Intended Audience
Professor Ami Harbin (Oakland University) will give a public lecture called "Feeling Formation in the Post-Traumatic Therapeutic Encounter." An abstract of the lecture is below.
Abstract
In this paper, I consider the therapist-client relationship in post-traumatic therapeutic encounters, whether in response to assault or other traumas, bringing insights from feminist relational philosophy of emotions to offer new directions for conceptualizing the relationship. I outline and contest the presumption of individualism in some conceptualizations which understand the therapist as having the key role of helping clients identify, manage, or cope with their feelings. Drawing on feminist philosophy of emotion, and expressivism in particular, I articulate the need for a more robust understanding of therapists as sometimes participants in feeling formation.
Many approaches to understanding the function of therapy make it seem like the feelings are formed and waiting to be named, identified, possibly in part by having their somatic dimensions recognized. Less discussed are the ways therapists are and can be necessary participants in the formation of the feelings at all.

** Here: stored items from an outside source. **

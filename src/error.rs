use std::fmt;
use std::io;


#[derive(Debug)]
pub enum Error {
	Io(io::Error),
	Csv(csv::Error),
	Request(reqwest::Error),
	Json(serde_json::Error),
	Workbook(calamine::Error),
	GeoJson(geojson::Error),
	Pattern(regex::Error),
	Date(chrono::ParseError),
	Config(String),
	MissingProperty{feature: usize, property: String},
	DuplicateKey{jurisdiction: String, key: String, date: chrono::NaiveDate},
}

impl fmt::Display for Error {
	fn fmt<'f>(&self, f: &'f mut fmt::Formatter) -> fmt::Result {
		match self {
			Self::Io(e) => fmt::Display::fmt(e, f),
			Self::Csv(e) => fmt::Display::fmt(e, f),
			Self::Request(e) => fmt::Display::fmt(e, f),
			Self::Json(e) => write!(f, "invalid json: {}", e),
			Self::Workbook(e) => write!(f, "failed to read workbook: {}", e),
			Self::GeoJson(e) => write!(f, "invalid geojson: {}", e),
			Self::Pattern(e) => write!(f, "invalid rewrite pattern: {}", e),
			Self::Date(e) => write!(f, "invalid date: {}", e),
			Self::Config(msg) => write!(f, "invalid configuration: {}", msg),
			Self::MissingProperty{feature, property} => write!(f, "feature #{} has no usable property {:?}", feature, property),
			Self::DuplicateKey{jurisdiction, key, date} => write!(f, "case data is not one-to-one: ({}, {}) appears more than once for {}", jurisdiction, key, date),
		}
	}
}

impl std::error::Error for Error {}

impl From<io::Error> for Error {
	fn from(other: io::Error) -> Self {
		Self::Io(other)
	}
}

impl From<csv::Error> for Error {
	fn from(other: csv::Error) -> Self {
		Self::Csv(other)
	}
}

impl From<reqwest::Error> for Error {
	fn from(other: reqwest::Error) -> Self {
		Self::Request(other)
	}
}

impl From<serde_json::Error> for Error {
	fn from(other: serde_json::Error) -> Self {
		Self::Json(other)
	}
}

impl From<calamine::Error> for Error {
	fn from(other: calamine::Error) -> Self {
		Self::Workbook(other)
	}
}

impl From<geojson::Error> for Error {
	fn from(other: geojson::Error) -> Self {
		Self::GeoJson(other)
	}
}

impl From<regex::Error> for Error {
	fn from(other: regex::Error) -> Self {
		Self::Pattern(other)
	}
}

impl From<chrono::ParseError> for Error {
	fn from(other: chrono::ParseError) -> Self {
		Self::Date(other)
	}
}

impl From<tempfile::PersistError> for Error {
	fn from(other: tempfile::PersistError) -> Self {
		Self::Io(other.error)
	}
}

pub type Result<T> = std::result::Result<T, Error>;
fn main() -> Result<(), Box<dyn std::error::Error>> {
	let cutoff = match covidtimeline::date_from_args(std::env::args()) {
		Some(date) => date?,
		None => {
			eprintln!("usage: cihi_update <final date of the previous release, YYYY-MM-DD>");
			std::process::exit(2);
		},
	};
	let cfg = covidtimeline::init_stage()?;
	let n = covidtimeline::pipeline::cihi_update(&cfg, cutoff)?;
	println!("wrote {} entries to {}, validate it by hand", n, cfg.paths.cihi_output.display());
	Ok(())
}
use std::io;
use std::io::Read;
use std::time::Duration;

use bytes::Bytes;

use log::{debug, info};

use reqwest;

use super::error::Result;
use super::ioutil::magic_open;


static USER_AGENT: &'static str = concat!("covidtimeline/", env!("CARGO_PKG_VERSION"));


pub fn is_remote(location: &str) -> bool {
	location.starts_with("https://") || location.starts_with("http://")
}

pub fn fetch(url: &str) -> Result<Bytes> {
	let client = reqwest::blocking::Client::builder()
		.user_agent(USER_AGENT)
		.timeout(Duration::from_secs(300))
		.build()?;
	info!("downloading {} ...", url);
	let resp = client.get(url).send()?.error_for_status()?;
	let body = resp.bytes()?;
	debug!("received {} bytes from {}", body.len(), url);
	Ok(body)
}

pub fn open_source(location: &str) -> Result<Box<dyn Read>> {
	if is_remote(location) {
		let body = fetch(location)?;
		Ok(Box::new(io::Cursor::new(body)))
	} else {
		Ok(magic_open(location)?)
	}
}
fn main() -> Result<(), Box<dyn std::error::Error>> {
	let cfg = covidtimeline::init_stage()?;
	let summary = covidtimeline::pipeline::collect_cases(&cfg, &mut *covidtimeline::default_output())?;
	println!("{} daily rows, {} weekly rows", summary.daily_rows, summary.weekly_rows);
	Ok(())
}
impl<P: ProgressHandler> BatchAssessor<P> {
    /// Create a new batch assessor.
    pub fn new(config: AssessmentConfig, progress: P) -> Self {
        Self {
            config,
            progress,
            max_parallel: num_cpus::get(),
            recursive: false,
            patterns: None,
            follow_symlinks: false,
            cancelled: Arc::new(AtomicBool::new(false)),
        }
    }

    /// Set maximum parallel jobs.
    pub fn max_parallel(mut self, n: usize) -> Self {
        self.max_parallel = n.max(1);
        self
    }

    /// Enable recursive directory scanning.
    pub fn recursive(mut self, recursive: bool) -> Self {
        self.recursive = recursive;
        self
    }

    /// Follow symbolic links to files and directories.
    pub fn follow_symlinks(mut self, follow: bool) -> Self {
        self.follow_symlinks = follow;
        self
    }

    /// Add a file pattern to match.
    pub fn pattern(mut self, pattern: &str) -> Self {
        self.patterns
            .get_or_insert_with(Vec::new)
            .push(pattern.to_string());
        self
    }

    /// Request cancellation. Files already started still finish.
    pub fn cancel(&self) {
        self.cancelled.store(true, Ordering::SeqCst);
    }

    fn is_cancelled(&self) -> bool {
        self.cancelled.load(Ordering::SeqCst) || self.progress.is_cancelled()
    }

    /// Assess every matching file in a directory.
    pub fn assess_directory(&self, input_dir: &Path) -> Result<BatchOutcome> {
        self.progress.on_progress(&ProgressEvent::discovery(format!(
            "Scanning {}",
            input_dir.display()
        )));

        let mut discovery = FileDiscovery::new()
            .recursive(self.recursive)
            .follow_symlinks(self.follow_symlinks);
        if let Some(ref patterns) = self.patterns {
            discovery = discovery.patterns(patterns.clone());
        }
        let files = discovery.discover(input_dir)?;

        log::info!("Found {} documents in {}", files.len(), input_dir.display());
        self.assess_files(&files)
    }

    /// Assess a list of files.
    pub fn assess_files(&self, files: &[PathBuf]) -> Result<BatchOutcome> {
        let start = Instant::now();
        let total = files.len();

        let assessor = AssessorBuilder::new().config(self.config.clone()).build()?;

        let pool = rayon::ThreadPoolBuilder::new()
            .num_threads(self.max_parallel)
            .build()
            .map_err(|e| DocQualityError::Internal(e.to_string()))?;

        let completed = AtomicUsize::new(0);
        let results: Vec<FileAssessment> = pool.install(|| {
            files
                .par_iter()
                .enumerate()
                .map(|(index, path)| {
                    let item = self.assess_one(&assessor, index, path);
                    let done = completed.fetch_add(1, Ordering::SeqCst) + 1;
                    let event = match &item.outcome {
                        Ok(report) => ProgressEvent::assessed(path, report.score),
                        Err(DocQualityError::Cancelled) => ProgressEvent::skipped(path),
                        Err(e) => ProgressEvent::failed(path, e),
                    };
                    self.progress.on_progress(&event.with_batch_progress(done, total));
                    item
                })
                .collect()
        });

        let summary = BatchSummary::from_results(&results, start.elapsed().as_millis() as u64);
        self.progress.on_progress(&ProgressEvent::complete(total));
        self.progress.on_complete(&summary);

        Ok(BatchOutcome { results, summary })
    }

    fn assess_one(&self, assessor: &QualityAssessor, index: usize, path: &Path) -> FileAssessment {
        if self.is_cancelled() {
            return FileAssessment {
                index,
                path: path.to_path_buf(),
                outcome: Err(DocQualityError::Cancelled),
                duration_ms: 0,
            };
        }

        let start = Instant::now();
        let outcome = assessor.assess_file(path);
        if let Err(ref e) = outcome {
            log::error!("Failed to assess {}: {}", path.display(), e);
            self.progress.on_error(e, Some(path));
        }

        FileAssessment {
            index,
            path: path.to_path_buf(),
            outcome,
            duration_ms: start.elapsed().as_millis() as u64,
        }
    }
}
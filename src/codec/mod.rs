//! Decoding and sampling of raster documents.
//!
//! This module provides the `ImageDecoder` trait, the default decoder built
//! on the `image` crate, and the bounded `PixelSample` window that every
//! metric reads from.

mod raster;
mod sample;
mod traits;

pub use raster::RasterDecoder;
pub use sample::{pixel_brightness, PixelSample};
pub use traits::{DecodedImage, DecoderInfo, ImageDecoder};

use crate::config::AssessmentConfig;

/// Factory for creating decoder instances.
pub struct DecoderFactory;

impl DecoderFactory {
    /// Create the default decoder for a configuration.
    pub fn for_config(config: &AssessmentConfig) -> Box<dyn ImageDecoder> {
        Box::new(RasterDecoder::new(config.decode_limits))
    }
}
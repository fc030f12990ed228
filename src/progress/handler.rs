//! Progress handler trait and related types.

use std::path::{Path, PathBuf};

use crate::batch::BatchSummary;
use crate::error::DocQualityError;

/// Phase of a batch assessment.
#[derive(Debug, Clone, Copy, PartialEq, Eq)]
pub enum ProgressPhase {
    /// Discovering files to assess.
    Discovery,
    /// A file was assessed.
    Assessing,
    /// A file could not be read.
    Failed,
    /// A file was skipped after cancellation.
    Skipped,
    /// The batch finished.
    Complete,
}

impl ProgressPhase {
    /// Get a human-readable description of the phase.
    pub fn description(&self) -> &'static str {
        match self {
            Self::Discovery => "Discovering files",
            Self::Assessing => "Assessing",
            Self::Failed => "Failed",
            Self::Skipped => "Skipped",
            Self::Complete => "Complete",
        }
    }
}

impl std::fmt::Display for ProgressPhase {
    fn fmt(&self, f: &mut std::fmt::Formatter<'_>) -> std::fmt::Result {
        write!(f, "{}", self.description())
    }
}

/// Progress event emitted during batch assessment.
#[derive(Debug, Clone)]
pub struct ProgressEvent {
    /// Current phase of operation.
    pub phase: ProgressPhase,

    /// File the event refers to.
    pub current_file: Option<PathBuf>,

    /// Total files in batch, once known.
    pub total_files: Option<usize>,

    /// Number of files completed so far.
    pub completed_files: usize,

    /// Overall progress (0.0 to 1.0).
    pub overall_progress: f64,

    /// Status message.
    pub message: String,
}

impl Default for ProgressEvent {
    fn default() -> Self {
        Self {
            phase: ProgressPhase::Discovery,
            current_file: None,
            total_files: None,
            completed_files: 0,
            overall_progress: 0.0,
            message: String::new(),
        }
    }
}

impl ProgressEvent {
    /// Create a discovery phase event.
    pub fn discovery(message: impl Into<String>) -> Self {
        Self {
            phase: ProgressPhase::Discovery,
            message: message.into(),
            ..Default::default()
        }
    }

    /// Create an event for a file that finished assessment.
    pub fn assessed(file: &Path, score: u8) -> Self {
        Self {
            phase: ProgressPhase::Assessing,
            current_file: Some(file.to_path_buf()),
            message: format!("Assessed {} (score {})", file_display_name(file), score),
            ..Default::default()
        }
    }

    /// Create an event for a file that could not be read.
    pub fn failed(file: &Path, error: &DocQualityError) -> Self {
        Self {
            phase: ProgressPhase::Failed,
            current_file: Some(file.to_path_buf()),
            message: format!("{}: {}", file_display_name(file), error),
            ..Default::default()
        }
    }

    /// Create an event for a file skipped after cancellation.
    pub fn skipped(file: &Path) -> Self {
        Self {
            phase: ProgressPhase::Skipped,
            current_file: Some(file.to_path_buf()),
            message: format!("Skipped {}", file_display_name(file)),
            ..Default::default()
        }
    }

    /// Create a completion event.
    pub fn complete(files_processed: usize) -> Self {
        Self {
            phase: ProgressPhase::Complete,
            completed_files: files_processed,
            total_files: Some(files_processed),
            overall_progress: 1.0,
            message: format!("Completed {} files", files_processed),
            ..Default::default()
        }
    }

    /// Set batch progress information.
    pub fn with_batch_progress(mut self, completed: usize, total: usize) -> Self {
        self.completed_files = completed;
        self.total_files = Some(total);
        if total > 0 {
            self.overall_progress = completed as f64 / total as f64;
        }
        self
    }
}

impl std::fmt::Display for ProgressEvent {
    fn fmt(&self, f: &mut std::fmt::Formatter<'_>) -> std::fmt::Result {
        if let Some(total) = self.total_files {
            write!(
                f,
                "[{}/{}] {}: {}",
                self.completed_files, total, self.phase, self.message
            )
        } else {
            write!(f, "{}: {}", self.phase, self.message)
        }
    }
}

fn file_display_name(file: &Path) -> std::borrow::Cow<'_, str> {
    file.file_name().unwrap_or_default().to_string_lossy()
}

/// Receives progress updates from batch assessment.
///
/// Handlers are called from worker threads, hence `Send + Sync`.
pub trait ProgressHandler: Send + Sync {
    /// Called when progress is updated.
    fn on_progress(&self, event: &ProgressEvent);

    /// Called when a file could not be read.
    fn on_error(&self, error: &DocQualityError, file: Option<&Path>) {
        let _ = (error, file);
    }

    /// Called when the batch finishes.
    fn on_complete(&self, summary: &BatchSummary) {
        let _ = summary;
    }

    /// Return `true` to stop before the next file starts.
    fn is_cancelled(&self) -> bool {
        false
    }
}

/// A no-op progress handler.
#[derive(Debug, Clone, Copy, Default)]
pub struct NullProgress;

impl ProgressHandler for NullProgress {
    fn on_progress(&self, _event: &ProgressEvent) {}
}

We might legitimately worry that such a view gives therapists too much power to shape the client’s experience or memories. This concern properly identifies the real vulnerability of the clients to receiving uptake, to being dismissed, or to being responded to in such a way that their experiences will not be recognizable to them. But without a clear understanding of the proper role of therapists in feeling formation, we cannot understand or evaluate the success of such therapies. We need a sufficiently relational account of feeling formation in therapeutic contexts to understand the marks of effective therapy, beyond individualistic presumptions.